What is required:
In the data below, how many lines include the word "licenses"? Give only the number.
══════════════════════════════
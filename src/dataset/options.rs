// Copyright 2025 Adobe. All rights reserved.
// This file is licensed to you under the Apache License,
// Version 2.0 (http://www.apache.org/licenses/LICENSE-2.0)
// or the MIT license (http://opensource.org/licenses/MIT),
// at your option.
//
// Unless required by applicable law or agreed to in writing,
// this software is distributed on an "AS IS" BASIS, WITHOUT
// WARRANTIES OR REPRESENTATIONS OF ANY KIND, either express or
// implied. See the LICENSE-MIT and LICENSE-APACHE files for the
// specific language governing permissions and limitations under
// each license.

use bytes::Bytes;
use polars::prelude::*;
use std::io::{Cursor, Write};

/// CSV read and write options
///
/// `separator`, `has_header` and `quote_char` apply to both directions, the
/// remaining options are read-only.
#[derive(Debug, Clone, PartialEq, Eq)]
pub struct CsvOptions {
    pub separator: u8,
    pub has_header: bool,
    /// `None` disables quoting
    pub quote_char: Option<u8>,
    /// Rows scanned to infer column types, `None` scans the whole file
    pub infer_schema_length: Option<usize>,
    pub skip_rows: usize,
    /// Values read as null in every column
    pub null_values: Vec<String>,
}

impl Default for CsvOptions {
    fn default() -> Self {
        Self {
            separator: b',',
            has_header: true,
            quote_char: Some(b'"'),
            infer_schema_length: Some(100),
            skip_rows: 0,
            null_values: Vec::new(),
        }
    }
}

impl CsvOptions {
    pub fn with_separator(mut self, separator: u8) -> Self {
        self.separator = separator;
        self
    }

    pub fn with_has_header(mut self, has_header: bool) -> Self {
        self.has_header = has_header;
        self
    }

    pub fn with_quote_char(mut self, quote_char: Option<u8>) -> Self {
        self.quote_char = quote_char;
        self
    }

    pub fn with_infer_schema_length(mut self, infer_schema_length: Option<usize>) -> Self {
        self.infer_schema_length = infer_schema_length;
        self
    }

    pub fn with_skip_rows(mut self, skip_rows: usize) -> Self {
        self.skip_rows = skip_rows;
        self
    }

    pub fn with_null_values<I, S>(mut self, null_values: I) -> Self
    where
        I: IntoIterator<Item = S>,
        S: Into<String>,
    {
        self.null_values = null_values.into_iter().map(Into::into).collect();
        self
    }

    /// Parse CSV content into a table.
    pub fn parse(&self, content: Bytes) -> PolarsResult<DataFrame> {
        let null_values = (!self.null_values.is_empty()).then(|| {
            NullValues::AllColumns(self.null_values.iter().map(|v| v.as_str().into()).collect())
        });

        CsvReadOptions::default()
            .with_has_header(self.has_header)
            .with_infer_schema_length(self.infer_schema_length)
            .with_skip_rows(self.skip_rows)
            .map_parse_options(|parse| {
                parse
                    .with_separator(self.separator)
                    .with_quote_char(self.quote_char)
                    .with_null_values(null_values.clone())
            })
            .into_reader_with_file_handle(Cursor::new(content))
            .finish()
    }

    /// Serialize a table as CSV into `writer`.
    pub fn serialize<W: Write>(&self, writer: W, frame: &mut DataFrame) -> PolarsResult<()> {
        let mut csv = CsvWriter::new(writer)
            .include_header(self.has_header)
            .with_separator(self.separator);
        if let Some(quote_char) = self.quote_char {
            csv = csv.with_quote_char(quote_char);
        }
        csv.finish(frame)
    }
}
══════════════════════════════
Problem solution:
2